Chinese venture capital firm

Eastern Bell Capital (Eastern Bell; Zhōngdǐng Zīběn (钟鼎资本)) is a Chinese venture capital (VC) firm that is headquartered in Shanghai. It focuses on early and growth stage investments in the supply chain and logistics sector.

== Background ==
Eastern Bell was founded by Li Yan, Mei Zhiming, and Tao Tang. Li is the founder of the family office Black Spade and Mei is the co-founder and CEO of GLP. Oriza Holdings provided initial funding to the firm.

Eastern Bell started investing in early-stage companies, but as the funds got larger, more resources were allocated to growth-stage companies.

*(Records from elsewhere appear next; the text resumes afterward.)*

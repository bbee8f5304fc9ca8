//! LNET stanza model.
//!
//! Every element the relay understands is one variant of [`Stanza`]. The
//! codec maps tag names onto variants and nothing else; adding a new kind of
//! stanza means adding a variant here and a tag in [`tag`].

/// Tag names of the recognised stanzas.
pub mod tag {
    pub const LOGIN: &str = "login";
    pub const MESSAGE: &str = "message";
    pub const DATA: &str = "data";
    pub const REQUEST: &str = "request";
    pub const PING: &str = "ping";
    pub const PONG: &str = "pong";
}

/// Sender name used on stanzas the relay synthesizes itself.
pub const SERVER_SENDER: &str = "server";

/// Default body of the welcome message sent after a login.
pub const DEFAULT_GREETING: &str = "Hello";

/// Handshake presented by a client. `name` becomes the session identity.
#[derive(Debug, Clone, Default, PartialEq, Eq)]
pub struct Login {
    pub client: Option<String>,
    pub game: Option<String>,
    /// Lich client name (`lich` attribute)
    pub lich: Option<String>,
    pub name: Option<String>,
    pub password: Option<String>,
}

/// General addressed chat/event message.
#[derive(Debug, Clone, Default, PartialEq, Eq)]
pub struct Message {
    pub type_: Option<String>,
    pub from: Option<String>,
    pub to: Option<String>,
    pub subscription: Option<String>,
    pub channel: Option<String>,
    /// Raw inner content, carried through verbatim
    pub body: String,
}

impl Message {
    /// Build the greeting the relay sends to a freshly logged-in session.
    ///
    /// `greeting` is plain text; it is escaped into the body, which is
    /// otherwise written to the wire as markup.
    pub fn welcome(identity: &str, greeting: &str) -> Self {
        Self {
            type_: Some(SERVER_SENDER.to_string()),
            from: Some(SERVER_SENDER.to_string()),
            to: Some(identity.to_string()),
            body: quick_xml::escape::escape(greeting).into_owned(),
            ..Default::default()
        }
    }
}

/// Addressed payload, opaque to the relay.
#[derive(Debug, Clone, Default, PartialEq, Eq)]
pub struct Data {
    pub type_: Option<String>,
    pub from: Option<String>,
    pub to: Option<String>,
    /// Raw inner content, carried through verbatim
    pub body: String,
}

/// Addressed control/query stanza. `type` is mandatory on the wire.
#[derive(Debug, Clone, Default, PartialEq, Eq)]
pub struct Request {
    pub from: Option<String>,
    pub to: Option<String>,
    pub type_: String,
}

/// A decoded LNET stanza.
#[derive(Debug, Clone, PartialEq, Eq)]
pub enum Stanza {
    Login(Login),
    Message(Message),
    Data(Data),
    Request(Request),
    Ping,
    Pong,
}

impl Stanza {
    /// Tag name of this stanza on the wire.
    pub fn name(&self) -> &'static str {
        match self {
            Stanza::Login(_) => tag::LOGIN,
            Stanza::Message(_) => tag::MESSAGE,
            Stanza::Data(_) => tag::DATA,
            Stanza::Request(_) => tag::REQUEST,
            Stanza::Ping => tag::PING,
            Stanza::Pong => tag::PONG,
        }
    }

    /// Claimed sender, for addressed stanzas.
    pub fn from(&self) -> Option<&str> {
        match self {
            Stanza::Message(m) => m.from.as_deref(),
            Stanza::Data(d) => d.from.as_deref(),
            Stanza::Request(r) => r.from.as_deref(),
            Stanza::Login(_) | Stanza::Ping | Stanza::Pong => None,
        }
    }

    /// Target name, for addressed stanzas.
    pub fn to(&self) -> Option<&str> {
        match self {
            Stanza::Message(m) => m.to.as_deref(),
            Stanza::Data(d) => d.to.as_deref(),
            Stanza::Request(r) => r.to.as_deref(),
            Stanza::Login(_) | Stanza::Ping | Stanza::Pong => None,
        }
    }

    /// Replace the sender of an addressed stanza. No-op for the others.
    pub fn set_from(&mut self, from: Option<String>) {
        match self {
            Stanza::Message(m) => m.from = from,
            Stanza::Data(d) => d.from = from,
            Stanza::Request(r) => r.from = from,
            Stanza::Login(_) | Stanza::Ping | Stanza::Pong => {}
        }
    }

    /// Whether the relay forwards this stanza to other sessions.
    pub fn is_routable(&self) -> bool {
        matches!(
            self,
            Stanza::Message(_) | Stanza::Data(_) | Stanza::Request(_)
        )
    }
}

#[cfg(test)]
mod tests {
    use super::*;

    #[test]
    fn test_set_from_overwrites_addressed_stanzas() {
        let mut stanza = Stanza::Message(Message {
            from: Some("eve".to_string()),
            to: Some("bob".to_string()),
            ..Default::default()
        });

        stanza.set_from(Some("alice".to_string()));

        assert_eq!(stanza.from(), Some("alice"));
        assert_eq!(stanza.to(), Some("bob"));
    }

    #[test]
    fn test_set_from_ignores_unaddressed_stanzas() {
        let mut stanza = Stanza::Ping;
        stanza.set_from(Some("alice".to_string()));
        assert_eq!(stanza, Stanza::Ping);
        assert_eq!(stanza.from(), None);
    }

    #[test]
    fn test_welcome_message() {
        let welcome = Message::welcome("carol", DEFAULT_GREETING);

        assert_eq!(welcome.to.as_deref(), Some("carol"));
        assert_eq!(welcome.from.as_deref(), Some("server"));
        assert_eq!(welcome.type_.as_deref(), Some("server"));
        assert_eq!(welcome.body, "Hello");
    }

    #[test]
    fn test_welcome_escapes_greeting() {
        let welcome = Message::welcome("carol", "Fish & Chips <today>");
        assert_eq!(welcome.body, "Fish &amp; Chips &lt;today&gt;");
    }

    #[test]
    fn test_routable_variants() {
        assert!(Stanza::Data(Data::default()).is_routable());
        assert!(Stanza::Request(Request::default()).is_routable());
        assert!(!Stanza::Login(Login::default()).is_routable());
        assert!(!Stanza::Pong.is_routable());
        assert_eq!(Stanza::Request(Request::default()).name(), "request");
    }
}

By 2014, Eastern Bell had studied each segment of the U.S. logistics industry and the driving forces behind it. It found that China's development was similar but there was a 25-year gap. The biggest issue was the lack of centralization regarding China' logistics network, so it looked for opportunities regarding it.

In June 2017, it was reported there was potential conflict of interest issues with GLP investing in companies that were already funded by Eastern Bell due to Mei's role as GLP's CEO and Eastern Bell's co-founder. However, GLP stated there were no issues as such deals did not require approval of GLP's board since the deal sizes were below the reporting threshold. Mei recused himself on any GLP decisions involving Eastern Bell portfolio companies. Such companies both entities invested in include FOR-U Smart Freight and China Eastern Airlines

In November 2019, Eastern Bell raised $365 million for the Eastern Bell Capital Fund I, its first USD-denominated fund.

In April 2021, Eastern Bell spun-out its venture capital unit including co-founder Tao to form a separate entity named Starlight Capital. Eastern Bell's venture capital funds would be investors in Starlight Capital funds.

In 2021 the Ministry of Industry and Information Technology launched a regulatory campaign on Chinese technology companies leading to investors to pause or rethink their exposure to Chinese investments and halt fundraising. However Eastern Bell during this period managed to double its assets under management by raising $2 billion in December 2021.